Леонов сидел у окошка напротив Саши, вытирал лысину носовым платком и листал журналы, их он захватил с собой целую пачку. Потом он сложил журналы наверх, на полочку, а сам задремал.
Саша смотрел в окно — на деревни, поля, леса, овраги… Ещё вчера ехать в деревню, хотя и к родственникам, не очень-то ему и хотелось. Он любил городскую жизнь. В городе всегда происходит много интересного — не заскучаешь. А деревенской жизни он не знал вовсе, да и знать особенно не стремился. Но сейчас, когда увидел дома, стоящие над речкой с крутым песчаным берегом, ребят, купающихся на другом берегу, стало ему неожиданно радостно.
Он оторвался от окна и только снова взялся за свои «Херсонесские древности», как на него с верхней полки полетели леоновские журналы. Леонов не проснулся. Саша собрал их с пола и прочитал в одном из журналов, что в Италии при продаже старинной виллы нашли на чердаке много картин, и на всех картинах была нарисована одна и та же молодая женщина, только одетая по-разному и в разных помещениях. Итальянские специалисты, которые изучали картины, предположили, что их писал русский художник. После окончательного изучения картины поступят в художественные музеи.
Саша взглянул на фотографию с картины, но та была испачкана пепси-колой — лица было не разобрать.
Журнал снова напомнил ему про Свету и про их поход в Русский музей.

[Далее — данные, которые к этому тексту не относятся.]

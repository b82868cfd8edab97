//! Domain layer for the RentMaster backend.
//!
//! This crate contains:
//! - Domain models (Vendor, Car, Booking, Customer, ...)
//! - Input types for creating and updating records, with validation rules
//! - The role capability list

pub mod models;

Саша представлял почему-то, что его встретят на лошади. В старых книгах, которые он читал, в деревне так и встречали.
— Пошли к мотоциклу, — сказал двоюродный брат Михаил, когда они попрощались с Леоновым.
Они подошли к пропылённому мотоциклу, Михаил прикрепил к багажнику рюкзак с продуктами, в коляску посадил Сашу, сунул в руки ему портфель с научными книгами, и они рванули вперёд по асфальтовому шоссе, обгоняя тяжёлые «КамАЗы», междугородные «Икарусы» и разные легковые машины.